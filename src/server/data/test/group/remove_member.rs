use super::*;

/// Tests removing a membership.
///
/// Expected: Ok(true) the first time, Ok(false) once the user is no longer a member
#[tokio::test]
async fn removes_membership_once() -> Result<(), DbErr> {
    let test = TestBuilder::new()
        .with_auth_tables()
        .build()
        .await
        .unwrap();
    let db = test.db.as_ref().unwrap();

    let user = factory::create_manager(db).await?;
    let manager = factory::get_or_create_group(db, group::MANAGER).await?;

    let repo = GroupRepository::new(db);

    assert!(repo.remove_member(user.id, manager.id).await?);
    assert!(!repo.remove_member(user.id, manager.id).await?);
    assert!(!repo.is_member(user.id, manager.id).await?);

    Ok(())
}
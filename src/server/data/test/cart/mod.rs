use crate::server::{data::cart::CartRepository, model::cart::CreateCartItemParams};
use rust_decimal::Decimal;
use sea_orm::DbErr;
use test_utils::{builder::TestBuilder, factory};

mod create;
mod delete_by_user;
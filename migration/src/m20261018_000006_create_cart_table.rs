use sea_orm_migration::{prelude::*, schema::*};

use super::{
    m20261018_000001_create_user_table::User, m20261018_000005_create_menu_item_table::MenuItem,
};

#[derive(DeriveMigrationName)]
pub struct Migration;

#[async_trait::async_trait]
impl MigrationTrait for Migration {
    async fn up(&self, manager: &SchemaManager) -> Result<(), DbErr> {
        manager
            .create_table(
                Table::create()
                    .table(Cart::Table)
                    .if_not_exists()
                    .col(pk_auto(Cart::Id))
                    .col(integer(Cart::UserId))
                    .col(integer(Cart::MenuitemId))
                    .col(integer(Cart::Quantity))
                    .col(double(Cart::UnitPrice))
                    .col(double(Cart::Price))
                    .foreign_key(
                        ForeignKey::create()
                            .name("fk_cart_user_id")
                            .from(Cart::Table, Cart::UserId)
                            .to(User::Table, User::Id)
                            .on_delete(ForeignKeyAction::Cascade)
                            .on_update(ForeignKeyAction::Cascade),
                    )
                    .foreign_key(
                        ForeignKey::create()
                            .name("fk_cart_menuitem_id")
                            .from(Cart::Table, Cart::MenuitemId)
                            .to(MenuItem::Table, MenuItem::Id)
                            .on_delete(ForeignKeyAction::Cascade)
                            .on_update(ForeignKeyAction::Cascade),
                    )
                    .index(
                        Index::create()
                            .unique()
                            .name("idx_cart_user_menuitem_unique")
                            .col(Cart::UserId)
                            .col(Cart::MenuitemId),
                    )
                    .to_owned(),
            )
            .await
    }

    async fn down(&self, manager: &SchemaManager) -> Result<(), DbErr> {
        manager
            .drop_table(Table::drop().table(Cart::Table).to_owned())
            .await
    }
}

#[derive(DeriveIden)]
pub enum Cart {
    Table,
    Id,
    UserId,
    MenuitemId,
    Quantity,
    UnitPrice,
    Price,
}
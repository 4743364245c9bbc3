use sea_orm::DatabaseConnection;

use crate::server::{
    data::category::CategoryRepository,
    error::AppError,
    model::category::{Category, CreateCategoryParams, UpdateCategoryParams},
};

const DUPLICATE_CATEGORY_MESSAGE: &str = "Category with this slug and title already exists";

pub struct CategoryService<'a> {
    db: &'a DatabaseConnection,
}

impl<'a> CategoryService<'a> {
    pub fn new(db: &'a DatabaseConnection) -> Self {
        Self { db }
    }

    pub async fn get_all(&self) -> Result<Vec<Category>, AppError> {
        let categories = CategoryRepository::new(self.db).get_all().await?;

        Ok(categories.into_iter().map(Category::from_entity).collect())
    }

    pub async fn get_by_id(&self, id: i32) -> Result<Category, AppError> {
        CategoryRepository::new(self.db)
            .get_by_id(id)
            .await?
            .map(Category::from_entity)
            .ok_or_else(|| AppError::NotFound("Category not found".to_string()))
    }

    /// Creates a category.
    ///
    /// # Returns
    /// - `Ok(Category)` - Created category
    /// - `Err(AppError::BadRequest)` - Blank slug or title, or the pair is already used
    pub async fn create(&self, params: CreateCategoryParams) -> Result<Category, AppError> {
        validate(&params.slug, &params.title)?;

        let repo = CategoryRepository::new(self.db);

        if repo
            .exists_by_slug_and_title(&params.slug, &params.title, None)
            .await?
        {
            return Err(AppError::BadRequest(DUPLICATE_CATEGORY_MESSAGE.to_string()));
        }

        let category = repo
            .create(params)
            .await
            .map_err(AppError::on_unique_violation(DUPLICATE_CATEGORY_MESSAGE))?;

        Ok(Category::from_entity(category))
    }

    /// Replaces a category's slug and title.
    ///
    /// # Returns
    /// - `Ok(Category)` - Updated category
    /// - `Err(AppError::NotFound)` - Category does not exist
    /// - `Err(AppError::BadRequest)` - Blank fields or another category has the same pair
    pub async fn update(&self, params: UpdateCategoryParams) -> Result<Category, AppError> {
        validate(&params.slug, &params.title)?;

        let repo = CategoryRepository::new(self.db);

        if repo
            .exists_by_slug_and_title(&params.slug, &params.title, Some(params.id))
            .await?
        {
            return Err(AppError::BadRequest(DUPLICATE_CATEGORY_MESSAGE.to_string()));
        }

        repo.update(params)
            .await
            .map_err(AppError::on_unique_violation(DUPLICATE_CATEGORY_MESSAGE))?
            .map(Category::from_entity)
            .ok_or_else(|| AppError::NotFound("Category not found".to_string()))
    }

    /// Deletes a category together with its menu items.
    pub async fn delete(&self, id: i32) -> Result<(), AppError> {
        if !CategoryRepository::new(self.db).delete(id).await? {
            return Err(AppError::NotFound("Category not found".to_string()));
        }

        Ok(())
    }
}

fn validate(slug: &str, title: &str) -> Result<(), AppError> {
    if slug.is_empty() || title.is_empty() {
        return Err(AppError::BadRequest(
            "Slug and title must not be blank".to_string(),
        ));
    }

    Ok(())
}
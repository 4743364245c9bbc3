use rust_decimal::Decimal;
use sea_orm::entity::prelude::*;

#[derive(Clone, Debug, PartialEq, Eq, DeriveEntityModel)]
#[sea_orm(table_name = "orders")]
pub struct Model {
    #[sea_orm(primary_key)]
    pub id: i32,
    pub user_id: i32,
    pub delivery_crew_id: Option<i32>,
    /// `false` while pending, `true` once delivered.
    pub status: bool,
    #[sea_orm(column_type = "Double")]
    pub total: Decimal,
    pub date: DateTimeUtc,
}

#[derive(Copy, Clone, Debug, EnumIter, DeriveRelation)]
pub enum Relation {
    #[sea_orm(
        belongs_to = "super::user::Entity",
        from = "Column::UserId",
        to = "super::user::Column::Id",
        on_update = "Cascade",
        on_delete = "Cascade"
    )]
    User,
    #[sea_orm(
        belongs_to = "super::user::Entity",
        from = "Column::DeliveryCrewId",
        to = "super::user::Column::Id",
        on_update = "Cascade",
        on_delete = "SetNull"
    )]
    DeliveryCrew,
    #[sea_orm(has_many = "super::order_item::Entity")]
    OrderItem,
}

impl Related<super::user::Entity> for Entity {
    fn to() -> RelationDef {
        Relation::User.def()
    }
}

impl Related<super::order_item::Entity> for Entity {
    fn to() -> RelationDef {
        Relation::OrderItem.def()
    }
}

impl ActiveModelBehavior for ActiveModel {}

### What needs to be done
The data above should be duplicated exactly and completely.

### Solution for this task
filename src/server/data/test/group/remove_member.rs
use super::*;

/// Tests removing a membership.
///
/// Expected: Ok(true) the first time, Ok(false) once the user is no longer a member
#[tokio::test]
async fn removes_membership_once() -> Result<(), DbErr> {
    let test = TestBuilder::new()
        .with_auth_tables()
        .build()
        .await
        .unwrap();
    let db = test.db.as_ref().unwrap();

    let user = factory::create_manager(db).await?;
    let manager = factory::get_or_create_group(db, group::MANAGER).await?;

    let repo = GroupRepository::new(db);

    assert!(repo.remove_member(user.id, manager.id).await?);
    assert!(!repo.remove_member(user.id, manager.id).await?);
    assert!(!repo.is_member(user.id, manager.id).await?);

    Ok(())
}
filename src/server/data/test/cart/mod.rs
use crate::server::{data::cart::CartRepository, model::cart::CreateCartItemParams};
use rust_decimal::Decimal;
use sea_orm::DbErr;
use test_utils::{builder::TestBuilder, factory};

mod create;
mod delete_by_user;
filename migration/src/m20261018_000006_create_cart_table.rs
use sea_orm_migration::{prelude::*, schema::*};

use super::{
    m20261018_000001_create_user_table::User, m20261018_000005_create_menu_item_table::MenuItem,
};

#[derive(DeriveMigrationName)]
pub struct Migration;

#[async_trait::async_trait]
impl MigrationTrait for Migration {
    async fn up(&self, manager: &SchemaManager) -> Result<(), DbErr> {
        manager
            .create_table(
                Table::create()
                    .table(Cart::Table)
                    .if_not_exists()
                    .col(pk_auto(Cart::Id))
                    .col(integer(Cart::UserId))
                    .col(integer(Cart::MenuitemId))
                    .col(integer(Cart::Quantity))
                    .col(double(Cart::UnitPrice))
                    .col(double(Cart::Price))
                    .foreign_key(
                        ForeignKey::create()
                            .name("fk_cart_user_id")
                            .from(Cart::Table, Cart::UserId)
                            .to(User::Table, User::Id)
                            .on_delete(ForeignKeyAction::Cascade)
                            .on_update(ForeignKeyAction::Cascade),
                    )
                    .foreign_key(
                        ForeignKey::create()
                            .name("fk_cart_menuitem_id")
                            .from(Cart::Table, Cart::MenuitemId)
                            .to(MenuItem::Table, MenuItem::Id)
                            .on_delete(ForeignKeyAction::Cascade)
                            .on_update(ForeignKeyAction::Cascade),
                    )
                    .index(
                        Index::create()
                            .unique()
                            .name("idx_cart_user_menuitem_unique")
                            .col(Cart::UserId)
                            .col(Cart::MenuitemId),
                    )
                    .to_owned(),
            )
            .await
    }

    async fn down(&self, manager: &SchemaManager) -> Result<(), DbErr> {
        manager
            .drop_table(Table::drop().table(Cart::Table).to_owned())
            .await
    }
}

#[derive(DeriveIden)]
pub enum Cart {
    Table,
    Id,
    UserId,
    MenuitemId,
    Quantity,
    UnitPrice,
    Price,
}
repository 4743364245c9bbc3
use sea_orm::DatabaseConnection;

use crate::server::{
    data::category::CategoryRepository,
    error::AppError,
    model::category::{Category, CreateCategoryParams, UpdateCategoryParams},
};

const DUPLICATE_CATEGORY_MESSAGE: &str = "Category with this slug and title already exists";

pub struct CategoryService<'a> {
    db: &'a DatabaseConnection,
}

impl<'a> CategoryService<'a> {
    pub fn new(db: &'a DatabaseConnection) -> Self {
        Self { db }
    }

    pub async fn get_all(&self) -> Result<Vec<Category>, AppError> {
        let categories = CategoryRepository::new(self.db).get_all().await?;

        Ok(categories.into_iter().map(Category::from_entity).collect())
    }

    pub async fn get_by_id(&self, id: i32) -> Result<Category, AppError> {
        CategoryRepository::new(self.db)
            .get_by_id(id)
            .await?
            .map(Category::from_entity)
            .ok_or_else(|| AppError::NotFound("Category not found".to_string()))
    }

    /// Creates a category.
    ///
    /// # Returns
    /// - `Ok(Category)` - Created category
    /// - `Err(AppError::BadRequest)` - Blank slug or title, or the pair is already used
    pub async fn create(&self, params: CreateCategoryParams) -> Result<Category, AppError> {
        validate(&params.slug, &params.title)?;

        let repo = CategoryRepository::new(self.db);

        if repo
            .exists_by_slug_and_title(&params.slug, &params.title, None)
            .await?
        {
            return Err(AppError::BadRequest(DUPLICATE_CATEGORY_MESSAGE.to_string()));
        }

        let category = repo
            .create(params)
            .await
            .map_err(AppError::on_unique_violation(DUPLICATE_CATEGORY_MESSAGE))?;

        Ok(Category::from_entity(category))
    }

    /// Replaces a category's slug and title.
    ///
    /// # Returns
    /// - `Ok(Category)` - Updated category
    /// - `Err(AppError::NotFound)` - Category does not exist
    /// - `Err(AppError::BadRequest)` - Blank fields or another category has the same pair
    pub async fn update(&self, params: UpdateCategoryParams) -> Result<Category, AppError> {
        validate(&params.slug, &params.title)?;

        let repo = CategoryRepository::new(self.db);

        if repo
            .exists_by_slug_and_title(&params.slug, &params.title, Some(params.id))
            .await?
        {
            return Err(AppError::BadRequest(DUPLICATE_CATEGORY_MESSAGE.to_string()));
        }

        repo.update(params)
            .await
            .map_err(AppError::on_unique_violation(DUPLICATE_CATEGORY_MESSAGE))?
            .map(Category::from_entity)
            .ok_or_else(|| AppError::NotFound("Category not found".to_string()))
    }

    /// Deletes a category together with its menu items.
    pub async fn delete(&self, id: i32) -> Result<(), AppError> {
        if !CategoryRepository::new(self.db).delete(id).await? {
            return Err(AppError::NotFound("Category not found".to_string()));
        }

        Ok(())
    }
}

fn validate(slug: &str, title: &str) -> Result<(), AppError> {
    if slug.is_empty() || title.is_empty() {
        return Err(AppError::BadRequest(
            "Slug and title must not be blank".to_string(),
        ));
    }

    Ok(())
}
repository 4743364245c9bbc3
use rust_decimal::Decimal;
use sea_orm::entity::prelude::*;

#[derive(Clone, Debug, PartialEq, Eq, DeriveEntityModel)]
#[sea_orm(table_name = "orders")]
pub struct Model {
    #[sea_orm(primary_key)]
    pub id: i32,
    pub user_id: i32,
    pub delivery_crew_id: Option<i32>,
    /// `false` while pending, `true` once delivered.
    pub status: bool,
    #[sea_orm(column_type = "Double")]
    pub total: Decimal,
    pub date: DateTimeUtc,
}

#[derive(Copy, Clone, Debug, EnumIter, DeriveRelation)]
pub enum Relation {
    #[sea_orm(
        belongs_to = "super::user::Entity",
        from = "Column::UserId",
        to = "super::user::Column::Id",
        on_update = "Cascade",
        on_delete = "Cascade"
    )]
    User,
    #[sea_orm(
        belongs_to = "super::user::Entity",
        from = "Column::DeliveryCrewId",
        to = "super::user::Column::Id",
        on_update = "Cascade",
        on_delete = "SetNull"
    )]
    DeliveryCrew,
    #[sea_orm(has_many = "super::order_item::Entity")]
    OrderItem,
}

impl Related<super::user::Entity> for Entity {
    fn to() -> RelationDef {
        Relation::User.def()
    }
}

impl Related<super::order_item::Entity> for Entity {
    fn to() -> RelationDef {
        Relation::OrderItem.def()
    }
}

impl ActiveModelBehavior for ActiveModel {}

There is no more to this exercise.